Hypertensive disorders of pregnancy (HDP) are among the leading causes of maternal mortality in the United States, with Black women and birthing people disproportionately having higher HDP-related deaths and morbidity. In 2020, the Preeclampsia Foundation formed a national Racial Disparities Task Force (RDTF) to identify key recommendations to address issues of racial disparities related to HDP. Recommendations are centered around the Foundation's three pillars: Community, Healthcare Practice, and Research. Healthcare practices include adequate treatment of chronic hypertension in Black women and birthing people, re-branding low-dose aspirin to prenatal aspirin to facilitate uptake, and innovative models of care that especially focus on postpartum follow-up. A research agenda that examines the influence of social and structural determinants of health (ssDOH) on HDP care, access, and outcomes is essential to addressing disparities. One specific area that requires attention is the development of metrics to evaluate the quality of obstetrical care as it relates to racial disparities in Black women and birthing people with HDP. The recommendations generated by the Preeclampsia Foundation's RDTF highlight the strategic priorities and are a call to action that requires listening to the voices and experiences of Black women and birthing people, engaging their communities, and multi-sectoral collaboration to improve healthcare practices and drive needed research.

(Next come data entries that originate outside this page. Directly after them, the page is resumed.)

//! Configuration for the OsciBear machine.
//!
//! This module defines the machine-level inputs consumed before composition begins. It provides:
//! 1. **Defaults:** Baseline values (one hart, `rv64` core, RAM sized to the DTIM window).
//! 2. **Structures:** `general` (cores, boot image), `memory` (RAM size), and `system` (serial, timer).
//! 3. **Enums:** CPU core types and serial backends, parseable from strings.
//!
//! Configuration is supplied as JSON (`Config::from_json`/`Config::from_file`) or built from
//! `Config::default()` and command-line overrides. It is immutable once composition starts.

use std::fmt;
use std::fs;
use std::path::{Path, PathBuf};
use std::str::FromStr;

use serde::Deserialize;

use crate::common::ConfigError;

/// Default configuration constants for the machine.
mod defaults {
    /// Number of harts (the topology maximum).
    pub const NUM_HARTS: usize = 1;

    /// Size of main RAM; matches the DTIM window of the memory map.
    pub const RAM_SIZE: u64 = 0x8000_8000;

    /// Simulation ticks per `mtime` increment.
    pub const CLINT_DIVIDER: u64 = 10;

    /// Advertised timer frequency (10 MHz).
    pub const TIMEBASE_FREQ: u64 = 10_000_000;
}

/// Architectural type of the harts in the array.
#[derive(Debug, Clone, Copy, PartialEq, Eq, Hash, Default, Deserialize)]
pub enum CpuType {
    /// Generic RV32 core.
    #[serde(rename = "rv32")]
    Rv32,
    /// Generic RV64 core.
    #[default]
    #[serde(rename = "rv64")]
    Rv64,
    /// SiFive E31 (RV32IMAC).
    #[serde(rename = "sifive-e31")]
    SifiveE31,
    /// SiFive E34 (RV32IMAFC).
    #[serde(rename = "sifive-e34")]
    SifiveE34,
    /// SiFive E51 (RV64IMAC).
    #[serde(rename = "sifive-e51")]
    SifiveE51,
    /// SiFive U34 (RV32GC).
    #[serde(rename = "sifive-u34")]
    SifiveU34,
    /// SiFive U54 (RV64GC).
    #[serde(rename = "sifive-u54")]
    SifiveU54,
}

impl CpuType {
    /// Every supported core type.
    pub const ALL: [Self; 7] = [
        Self::Rv32,
        Self::Rv64,
        Self::SifiveE31,
        Self::SifiveE34,
        Self::SifiveE51,
        Self::SifiveU34,
        Self::SifiveU54,
    ];

    /// Returns the canonical name of the core type.
    pub const fn name(self) -> &'static str {
        match self {
            Self::Rv32 => "rv32",
            Self::Rv64 => "rv64",
            Self::SifiveE31 => "sifive-e31",
            Self::SifiveE34 => "sifive-e34",
            Self::SifiveE51 => "sifive-e51",
            Self::SifiveU34 => "sifive-u34",
            Self::SifiveU54 => "sifive-u54",
        }
    }

    /// Returns the native register width in bits (32 or 64).
    pub const fn xlen(self) -> u32 {
        match self {
            Self::Rv32 | Self::SifiveE31 | Self::SifiveE34 | Self::SifiveU34 => 32,
            Self::Rv64 | Self::SifiveE51 | Self::SifiveU54 => 64,
        }
    }
}

impl fmt::Display for CpuType {
    fn fmt(&self, f: &mut fmt::Formatter<'_>) -> fmt::Result {
        f.write_str(self.name())
    }
}

impl FromStr for CpuType {
    type Err = ConfigError;

    fn from_str(s: &str) -> Result<Self, Self::Err> {
        Self::ALL
            .into_iter()
            .find(|ty| ty.name().eq_ignore_ascii_case(s))
            .ok_or_else(|| ConfigError::UnknownCpuType(s.to_string()))
    }
}

/// Where the UART's transmit side is written and its receive side is read from.
#[derive(Debug, Clone, Copy, PartialEq, Eq, Default, Deserialize)]
#[serde(rename_all = "lowercase")]
pub enum SerialBackend {
    /// Transmit to stdout, receive from stdin.
    #[default]
    Stdio,
    /// Transmit to stderr, receive from stdin.
    Stderr,
    /// Discard output, never receive.
    Null,
}

impl FromStr for SerialBackend {
    type Err = ConfigError;

    fn from_str(s: &str) -> Result<Self, Self::Err> {
        match s.to_ascii_lowercase().as_str() {
            "stdio" => Ok(Self::Stdio),
            "stderr" => Ok(Self::Stderr),
            "null" | "none" => Ok(Self::Null),
            _ => Err(ConfigError::UnknownSerialBackend(s.to_string())),
        }
    }
}

/// Root configuration: general, memory, and system sections.
#[derive(Debug, Clone, Default, PartialEq, Eq, Deserialize)]
pub struct Config {
    /// Cores and boot image.
    #[serde(default)]
    pub general: GeneralConfig,
    /// Main RAM.
    #[serde(default)]
    pub memory: MemoryConfig,
    /// Serial backend and timer parameters.
    #[serde(default)]
    pub system: SystemConfig,
}

impl Config {
    /// Parses a configuration from JSON text; missing fields take their defaults.
    pub fn from_json(text: &str) -> Result<Self, ConfigError> {
        serde_json::from_str(text).map_err(|e| ConfigError::Parse(e.to_string()))
    }

    /// Reads and parses a JSON configuration file.
    pub fn from_file(path: &Path) -> Result<Self, ConfigError> {
        let text = fs::read_to_string(path).map_err(|e| ConfigError::Io {
            path: path.to_path_buf(),
            source: e.into(),
        })?;
        Self::from_json(&text)
    }
}

/// Core selection and boot image.
#[derive(Debug, Clone, PartialEq, Eq, Deserialize)]
pub struct GeneralConfig {
    /// Architectural type shared by every hart.
    #[serde(default)]
    pub cpu_type: CpuType,
    /// Number of harts to create.
    #[serde(default = "GeneralConfig::default_num_harts")]
    pub num_harts: usize,
    /// Boot image (ELF or raw binary) loaded at the RAM base.
    #[serde(default)]
    pub kernel: Option<PathBuf>,
}

impl GeneralConfig {
    const fn default_num_harts() -> usize {
        defaults::NUM_HARTS
    }
}

impl Default for GeneralConfig {
    fn default() -> Self {
        Self {
            cpu_type: CpuType::default(),
            num_harts: defaults::NUM_HARTS,
            kernel: None,
        }
    }
}

/// Main RAM parameters. The RAM's placement comes from the memory map.
#[derive(Debug, Clone, PartialEq, Eq, Deserialize)]
pub struct MemoryConfig {
    /// RAM size in bytes.
    #[serde(default = "MemoryConfig::default_ram_size")]
    pub ram_size: u64,
}

impl MemoryConfig {
    const fn default_ram_size() -> u64 {
        defaults::RAM_SIZE
    }
}

impl Default for MemoryConfig {
    fn default() -> Self {
        Self {
            ram_size: defaults::RAM_SIZE,
        }
    }
}

/// Serial console and timer parameters.
#[derive(Debug, Clone, PartialEq, Eq, Deserialize)]
pub struct SystemConfig {
    /// UART console backend.
    #[serde(default)]
    pub serial: SerialBackend,
    /// Simulation ticks per `mtime` increment.
    #[serde(default = "SystemConfig::default_clint_divider")]
    pub clint_divider: u64,
    /// Advertised `mtime` frequency in Hz.
    #[serde(default = "SystemConfig::default_timebase_freq")]
    pub timebase_freq: u64,
}

impl SystemConfig {
    const fn default_clint_divider() -> u64 {
        defaults::CLINT_DIVIDER
    }

    const fn default_timebase_freq() -> u64 {
        defaults::TIMEBASE_FREQ
    }
}

impl Default for SystemConfig {
    fn default() -> Self {
        Self {
            serial: SerialBackend::default(),
            clint_divider: defaults::CLINT_DIVIDER,
            timebase_freq: defaults::TIMEBASE_FREQ,
        }
    }
}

妊娠高血压疾病(HDP)是美国孕产妇死亡的主要原因之一,黑人女性和分娩人群中与HDP相关的死亡和发病率尤其高。2020年,子痫前期基金会成立了一个全国性的种族差异特别工作组(RDTF),以确定解决与HDP相关的种族差异问题的关键建议。这些建议围绕基金会的三大支柱展开:社区、医疗实践和研究。医疗实践包括对黑人女性和分娩人群的慢性高血压进行充分治疗,将低剂量阿司匹林重新命名为产前阿司匹林以促进其使用,以及特别注重产后随访的创新护理模式。研究议程对于解决差异至关重要,该议程要研究健康的社会和结构决定因素(ssDOH)对HDP护理、可及性和结果的影响。一个需要关注的特定领域是制定指标,以评估与患有HDP的黑人女性和分娩人群中的种族差异相关的产科护理质量。子痫前期基金会的RDTF提出的建议突出了战略重点,是一项行动呼吁,需要倾听黑人女性和分娩人群的声音和经历,让他们的社区参与进来,并进行多部门合作,以改善医疗实践并推动必要的研究。